Je demande à Manu ce que raconte Pauline dans Quarantine Days : “C’est la seule chanson pour laquelle nous avons partagé l’écriture entre nous quatre. Nous étions en plein confinement, et l’idée de ce morceau traînait. Jérôme a composé un couplet, puis nous a demandé de proposer d’autres couplets. Nous y parlons de ce que nous faisions à ce moment, coupés de nos amis, dans une forme de réalité modifiée, que nous n’aurions jamais imaginé vivre peu avant, quand tout allait très vite et que tout le monde voulait toujours plus.
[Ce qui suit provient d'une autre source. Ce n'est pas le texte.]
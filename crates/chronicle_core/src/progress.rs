//! Derived journey progress.

use crate::JOURNEY_DAYS;
use serde::{Deserialize, Serialize};
use std::collections::BTreeSet;

/// Progress through the 90-day journey, derived from posting history.
///
/// Never stored: recomputed from the persisted records on every use so no
/// stale day pointer can survive a crash or a second process.
///
/// # Examples
///
/// ```
/// use chronicle_core::Progress;
///
/// let progress = Progress::from_posted_days([1, 2, 3, 4, 5]);
/// assert_eq!(progress.next_day, Some(6));
/// assert_eq!(progress.total_posts, 5);
///
/// let done = Progress::from_posted_days(1..=90);
/// assert_eq!(done.next_day, None);
/// ```
#[derive(Debug, Clone, PartialEq, Serialize, Deserialize)]
pub struct Progress {
    /// Smallest unposted day, or `None` when the curriculum is exhausted
    pub next_day: Option<u32>,
    /// Number of days posted so far
    pub total_posts: usize,
    /// Percentage of the journey completed, rounded to one decimal
    pub completion_percentage: f64,
}

impl Progress {
    /// Compute progress from the set of posted day numbers.
    ///
    /// Duplicate days are counted once. Days outside 1..=90 are ignored for
    /// next-day selection but still counted as posts.
    pub fn from_posted_days(days: impl IntoIterator<Item = u32>) -> Self {
        let posted: BTreeSet<u32> = days.into_iter().collect();
        let next_day = (1..=JOURNEY_DAYS).find(|day| !posted.contains(day));
        let total_posts = posted.len();
        let completion_percentage =
            (total_posts as f64 / JOURNEY_DAYS as f64 * 1000.0).round() / 10.0;

        Self {
            next_day,
            total_posts,
            completion_percentage,
        }
    }

    /// Whether every curriculum day has been posted.
    pub fn is_complete(&self) -> bool {
        self.next_day.is_none()
    }
}
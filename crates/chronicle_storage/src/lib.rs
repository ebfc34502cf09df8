//! Curriculum and posting-history stores.
//!
//! Two stores back the posting workflow:
//!
//! - [`CurriculumStore`]: a read-only load of the fixed 90-day topic list,
//!   validated once at process start. Malformed or short curricula are fatal.
//! - [`HistoryStore`]: the append-only record of published days. The JSON
//!   implementation ([`JsonHistoryStore`]) rereads the file on every query so
//!   the next unposted day is always derived from persisted state, never from
//!   an in-memory pointer.
//!
//! The history store is the source of truth for duplicate prevention: a day
//! with a record is never selected again.

#![forbid(unsafe_code)]
#![warn(missing_docs)]

mod curriculum;
mod history;

pub use curriculum::CurriculumStore;
pub use history::{HistoryStore, JsonHistoryStore};
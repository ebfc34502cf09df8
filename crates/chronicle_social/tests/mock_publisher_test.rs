//! Tests for the in-memory mock publisher.

use chronicle_social::{MockPublisher, Publisher};

#[tokio::test]
async fn test_publish_records_text_in_order() {
    let publisher = MockPublisher::new();

    let first = publisher.publish("First post").await.unwrap();
    let second = publisher.publish("Second post").await.unwrap();

    assert_eq!(first.as_deref(), Some("mock_post_1"));
    assert_eq!(second.as_deref(), Some("mock_post_2"));
    assert_eq!(publisher.post_count(), 2);
    assert_eq!(publisher.posts(), vec!["First post", "Second post"]);
}

#[tokio::test]
async fn test_platform_name() {
    assert_eq!(MockPublisher::new().platform_name(), "mock");
}
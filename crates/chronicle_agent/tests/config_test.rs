//! Tests for agent configuration loading.

use chronicle_agent::AgentConfig;
use std::path::PathBuf;
use tempfile::TempDir;

#[test]
fn test_defaults() {
    let config = AgentConfig::default();

    assert_eq!(config.model.name, "llama3.2");
    assert_eq!(config.model.base_url, "http://localhost:11434");
    assert_eq!(config.posting_time, "10:00");
    assert!(!config.publisher.mock);
    assert_eq!(
        config.storage.curriculum_path,
        PathBuf::from("data/curriculum.json")
    );
    assert_eq!(config.generation.temperature, 0.8);
    assert_eq!(config.generation.max_tokens, 1024);
    assert_eq!(config.generation.continuity_window, 3);
}

#[test]
fn test_load_missing_file_uses_defaults() {
    let temp_dir = TempDir::new().unwrap();
    let config = AgentConfig::load(temp_dir.path().join("absent.toml")).unwrap();

    assert_eq!(config.posting_time, "10:00");
}

#[test]
fn test_from_file() {
    let temp_dir = TempDir::new().unwrap();
    let path = temp_dir.path().join("chronicle.toml");

    std::fs::write(
        &path,
        r#"
posting_time = "18:30"

[model]
name = "mistral"

[generation]
temperature = 0.5
max_tokens = 2048

[publisher]
mock = true

[storage]
history_path = "state/history.json"
"#,
    )
    .unwrap();

    let config = AgentConfig::from_file(&path).unwrap();

    assert_eq!(config.posting_time, "18:30");
    assert_eq!(config.model.name, "mistral");
    // Unset fields fall back to their defaults.
    assert_eq!(config.model.base_url, "http://localhost:11434");
    assert_eq!(config.generation.temperature, 0.5);
    assert_eq!(config.generation.max_tokens, 2048);
    assert_eq!(config.generation.continuity_window, 3);
    assert!(config.publisher.mock);
    assert_eq!(
        config.storage.history_path,
        PathBuf::from("state/history.json")
    );
    assert_eq!(
        config.storage.curriculum_path,
        PathBuf::from("data/curriculum.json")
    );
}

#[test]
fn test_malformed_file_is_an_error() {
    let temp_dir = TempDir::new().unwrap();
    let path = temp_dir.path().join("chronicle.toml");
    std::fs::write(&path, "posting_time = [not toml").unwrap();

    assert!(AgentConfig::from_file(&path).is_err());
}

#[test]
fn test_round_trip_through_toml() {
    let config = AgentConfig::default();
    let serialized = toml::to_string(&config).unwrap();
    let parsed: AgentConfig = toml::from_str(&serialized).unwrap();

    assert_eq!(parsed.posting_time, config.posting_time);
    assert_eq!(parsed.model.name, config.model.name);
}
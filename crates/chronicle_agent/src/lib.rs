//! Workflow driver for the 90-day posting journey.
//!
//! The driver sequences one day's pass: derive the next unposted day from
//! history, generate a draft, suspend for operator approval, then publish and
//! record, or regenerate on rejection. The suspend point is explicit:
//! [`Workflow::begin`] stops at the draft, [`Workflow::resume`] continues
//! with the operator's [`Decision`](chronicle_core::Decision). Tests drive
//! the same machine with a scripted [`ApprovalGate`].
//!
//! Also here: the daily wall-clock [`DailySchedule`] and [`AgentConfig`].

#![forbid(unsafe_code)]
#![warn(missing_docs)]

mod config;
mod gate;
mod schedule;
mod workflow;

pub use config::{AgentConfig, Credentials, ModelConfig, PublisherConfig, StorageConfig};
pub use gate::ApprovalGate;
pub use schedule::DailySchedule;
pub use workflow::{RunOutcome, Workflow};
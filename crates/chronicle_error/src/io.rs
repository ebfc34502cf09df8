//! I/O error types.

/// I/O error with source location, for operator terminal interaction.
#[derive(Debug, Clone, derive_more::Display, derive_more::Error)]
#[display("I/O Error: {} at line {} in {}", message, line, file)]
pub struct IoError {
    /// The underlying error message
    pub message: String,
    /// Line number where the error occurred
    pub line: u32,
    /// File where the error occurred
    pub file: &'static str,
}

impl IoError {
    /// Create a new IoError with the given message at the current location.
    ///
    /// # Examples
    ///
    /// ```
    /// use chronicle_error::IoError;
    ///
    /// let err = IoError::new("stdin closed");
    /// assert!(err.message.contains("stdin"));
    /// ```
    #[track_caller]
    pub fn new(message: impl Into<String>) -> Self {
        let location = std::panic::Location::caller();
        Self {
            message: message.into(),
            line: location.line(),
            file: location.file(),
        }
    }
}
use sqa_core::{TestCase, TestCaseValidator, ValidatedTestCase};
use tracing::{debug, info};

use crate::rule::{NonEmptyRule, Rule};
use crate::types::{NOTE_INVALID, NOTE_VALID};

/// A case is valid when no rule reports a finding.
pub struct RuleValidator {
    rules: Vec<Box<dyn Rule>>,
}

impl RuleValidator {
    pub fn new(rules: Vec<Box<dyn Rule>>) -> Self {
        Self { rules }
    }

    pub fn check(&self, case: &TestCase) -> ValidatedTestCase {
        let findings: Vec<_> = self.rules.iter().flat_map(|r| r.eval(case)).collect();
        for finding in &findings {
            debug!("{}: {}", finding.rule_id, finding.message);
        }
        let is_valid = findings.is_empty();
        ValidatedTestCase {
            case: case.clone(),
            is_valid,
            validation_notes: if is_valid { NOTE_VALID } else { NOTE_INVALID }.to_string(),
        }
    }
}

impl Default for RuleValidator {
    fn default() -> Self {
        Self::new(vec![Box::new(NonEmptyRule)])
    }
}

impl TestCaseValidator for RuleValidator {
    fn validate(&self, cases: &[TestCase]) -> Vec<ValidatedTestCase> {
        let validated: Vec<ValidatedTestCase> = cases.iter().map(|c| self.check(c)).collect();
        let valid = validated.iter().filter(|v| v.is_valid).count();
        info!("validated {} test cases ({valid} valid)", validated.len());
        validated
    }
}
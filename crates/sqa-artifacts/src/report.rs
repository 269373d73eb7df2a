use sqa_core::TestCase;

pub const DEFAULT_REPORT_PATH: &str = "generated_test_cases.txt";

/// Line between two report blocks.
pub fn separator() -> String {
    "-".repeat(40)
}

/// Renders the human-readable review file: one block per test case.
pub fn render_report(cases: &[TestCase]) -> String {
    let sep = separator();
    let mut out = String::new();
    for case in cases {
        out.push_str(&format!("Story ID: {}\n", case.story_id));
        out.push_str(&case.test_case);
        out.push_str(&format!("\n\n{sep}\n\n"));
    }
    out
}

#[cfg(test)]
mod tests {
    use super::*;

    #[test]
    fn renders_block_per_case() {
        let cases = vec![
            TestCase::new("STORY-1", "Test case for User can log in (mocked)"),
            TestCase::new("STORY-2", "Test case for User can reset password (mocked)"),
        ];
        let dashes = "-".repeat(40);
        let expected = format!(
            "Story ID: STORY-1\nTest case for User can log in (mocked)\n\n{dashes}\n\n\
             Story ID: STORY-2\nTest case for User can reset password (mocked)\n\n{dashes}\n\n"
        );
        assert_eq!(render_report(&cases), expected);
    }

    #[test]
    fn empty_list_renders_empty_file() {
        assert_eq!(render_report(&[]), "");
    }

    #[test]
    fn separator_is_forty_dashes() {
        assert_eq!(separator().len(), 40);
        assert!(separator().chars().all(|c| c == '-'));
    }
}
use std::path::PathBuf;
use std::process::ExitCode;

use clap::{Parser, Subcommand};
use sqa_core::{StageError, StoryFetcher};
use sqa_runner::{build_http_client, tracker_fetcher, Config, Runner};
use tracing::{error, info, warn};
use tracing_subscriber::EnvFilter;

#[derive(Parser)]
#[command(name = "storyqa", version)]
struct Cli {
    /// TOML settings file (default: ./storyqa.toml when present)
    #[arg(long, global = true)]
    config: Option<PathBuf>,

    #[command(subcommand)]
    cmd: Command,
}

#[derive(Subcommand)]
enum Command {
    /// Fetch stories, generate and validate test cases, write the report and print JSON
    Run {
        /// Also produce Playwright scripts and CI workflows
        #[arg(long)]
        emit: bool,
        /// Report file path (overrides config)
        #[arg(long)]
        report: Option<String>,
        /// Write emitted artifacts under this directory (implies --emit)
        #[arg(long)]
        artifacts_dir: Option<String>,
        /// Run offline against sample stories and template test cases
        #[arg(long)]
        demo: bool,
    },

    /// Fetch user stories only and print them as JSON
    Fetch,

    /// Check that required settings are present
    Doctor,
}

impl Command {
    fn failure_label(&self) -> &'static str {
        match self {
            Command::Run { .. } => "pipeline failed",
            Command::Fetch => "fetch failed",
            Command::Doctor => "configuration check failed",
        }
    }
}

#[tokio::main]
async fn main() -> ExitCode {
    let _ = dotenvy::dotenv();
    tracing_subscriber::fmt()
        .with_target(false)
        .with_writer(std::io::stderr)
        .with_env_filter(EnvFilter::try_from_default_env().unwrap_or_else(|_| EnvFilter::new("info")))
        .init();

    let cli = Cli::parse();
    let label = cli.cmd.failure_label();
    match dispatch(cli).await {
        Ok(code) => ExitCode::from(code),
        Err(e) => {
            error!("{label}: {e:#}");
            ExitCode::from(failure_code(&e))
        }
    }
}

async fn dispatch(cli: Cli) -> anyhow::Result<u8> {
    let mut cfg = Config::load(cli.config.as_deref())?;

    match cli.cmd {
        Command::Run {
            emit,
            report,
            artifacts_dir,
            demo,
        } => {
            apply_run_overrides(&mut cfg, emit, report, artifacts_dir);
            let runner = if demo { Runner::demo(&cfg) } else { Runner::open(&cfg)? };
            let report = runner.run_once().await?;

            println!("{}", serde_json::to_string_pretty(&report.output)?);
            if !report.output.generation_failures.is_empty() {
                warn!(
                    "{} stories produced no test case",
                    report.output.generation_failures.len()
                );
            }
            info!(run_id = %report.run_id, "run complete");
            Ok(report.exit_code())
        }
        Command::Fetch => {
            cfg.require_tracker_settings()?;
            let fetcher = tracker_fetcher(&cfg, build_http_client(&cfg)?);
            let stories = fetcher.fetch_stories().await?;
            println!("{}", serde_json::to_string_pretty(&stories)?);
            Ok(0)
        }
        Command::Doctor => {
            let missing = cfg.missing_settings();
            for name in &missing {
                println!("missing: {name}");
            }
            println!("report: {}", cfg.report_path().display());
            if let Some(dir) = cfg.artifacts_dir() {
                println!("artifacts: {}", dir.display());
            }
            cfg.require_settings()?;
            println!("OK");
            Ok(0)
        }
    }
}

fn apply_run_overrides(cfg: &mut Config, emit: bool, report: Option<String>, artifacts_dir: Option<String>) {
    if let Some(path) = report {
        cfg.output.report_path = path;
    }
    if let Some(dir) = artifacts_dir {
        cfg.output.artifacts_dir = Some(dir);
        cfg.output.emit_artifacts = true;
    }
    if emit {
        cfg.output.emit_artifacts = true;
    }
}

/// Stage errors keep their category's exit code; anything else exits 1.
fn failure_code(e: &anyhow::Error) -> u8 {
    e.downcast_ref::<StageError>().map(StageError::exit_code).unwrap_or(1)
}

#[cfg(test)]
mod tests {
    use super::*;
    use clap::CommandFactory;
    use sqa_core::Service;

    #[test]
    fn cli_definition_is_consistent() {
        Cli::command().debug_assert();
    }

    #[test]
    fn run_flags_parse() {
        let cli = Cli::parse_from(["storyqa", "run", "--demo", "--report", "out.txt", "--config", "qa.toml"]);
        assert_eq!(cli.config, Some(PathBuf::from("qa.toml")));
        match cli.cmd {
            Command::Run { demo, report, emit, .. } => {
                assert!(demo);
                assert!(!emit);
                assert_eq!(report.as_deref(), Some("out.txt"));
            }
            _ => panic!("expected run"),
        }
    }

    #[test]
    fn failure_message_names_the_command() {
        let label = |args: &[&str]| Cli::parse_from(args).cmd.failure_label();
        assert_eq!(label(&["storyqa", "run"]), "pipeline failed");
        assert_eq!(label(&["storyqa", "fetch"]), "fetch failed");
        assert_eq!(label(&["storyqa", "doctor"]), "configuration check failed");
    }

    #[test]
    fn artifacts_dir_turns_on_emission() {
        let mut cfg = Config::default();
        apply_run_overrides(&mut cfg, false, None, Some("out/artifacts".into()));
        assert!(cfg.output.emit_artifacts);
        assert_eq!(cfg.artifacts_dir(), Some(PathBuf::from("out/artifacts")));
        assert_eq!(cfg.output.report_path, "generated_test_cases.txt");
    }

    #[test]
    fn failure_code_follows_stage_category() {
        let unauthorized = anyhow::Error::from(StageError::Request {
            service: Service::Tracker,
            status: 401,
            body: String::new(),
        });
        assert_eq!(failure_code(&unauthorized), 3);
        assert_eq!(failure_code(&anyhow::anyhow!("stdout closed")), 1);
    }
}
Tout ça s’est brusquement arrêté et nous avions alors la possibilité de véritablement nous arrêter et de réfléchir un peu plus au sens de ce que nous vivions jusque-là. Le souci pour moi est que je n’avais plus d’argent qui rentrait, j’ai pas vraiment apprécié de donner des cours de batterie en ligne. Dans cette chanson nous parlons de l’espoir d’une prise de conscience sur une possible reconnexion aux choses dites essentielles en arrêtant par exemple de toujours courir et de surconsommer”. Nous avons ri, parce que c’est bon pour la santé, sur un certain contraste entre ces vœux pieux et la réalité.
Puis nous avons parlé du projet Bande de sauvages, en collaboration avec la Case à Chocs, le MEN et le Musée d’Histoire naturelle: “Nous avons gardé ce titre, à la suite de la résidence menée avec la Case. Pendant la pandémie, nous avons enregistré le disque dans notre local, et l’avons verni en septembre dernier. Nous avons gagné le concours de résidence réunissant musiques actuelles et environnement. Nous étions intéressés par ces problématiques liées aussi aux contraintes de la pandémie, en particulier celle de réunir des gens. Nous nous étions alors préparés pour jouer avec peu de matos et aller à la rencontre de publics un peu plus privés mais n’avons pas pu le faire tout de suite, parce que nous avons entretemps gagné la résidence. Un pays comme la Suisse peut potentiellement ne plus avoir de l’électricité ? Nous sommes conscients de ce qui se passe autour de nous. Nous avons cherché des moyens de continuer de jouer la musique que nous aimons en consommant moins, avec des systèmes plus économes. Pas que de l’unplugged : nous utilisons deux-trois petits amplis, avec quelques pédales d’effet. Nous avons la chance de connaître Joël Sunier qui a développé une batterie autonome. Nous ne savions pas si ça allait fonctionner lors de l’essai à la Tourne, si nous devrions arrêter le gig avant sa fin : tout a très bien fonctionné. Et l’éclairage de Gaël Rovero est splendide.”
In Trees. ne va pas cesser de faire de la scène amplifiée parce qu’ils aiment ça. Ils partiront néanmoins cet été réaliser plusieurs concerts moins énergivores. Pour l’amour des arbres et d’un peu tout ce qui est vivant.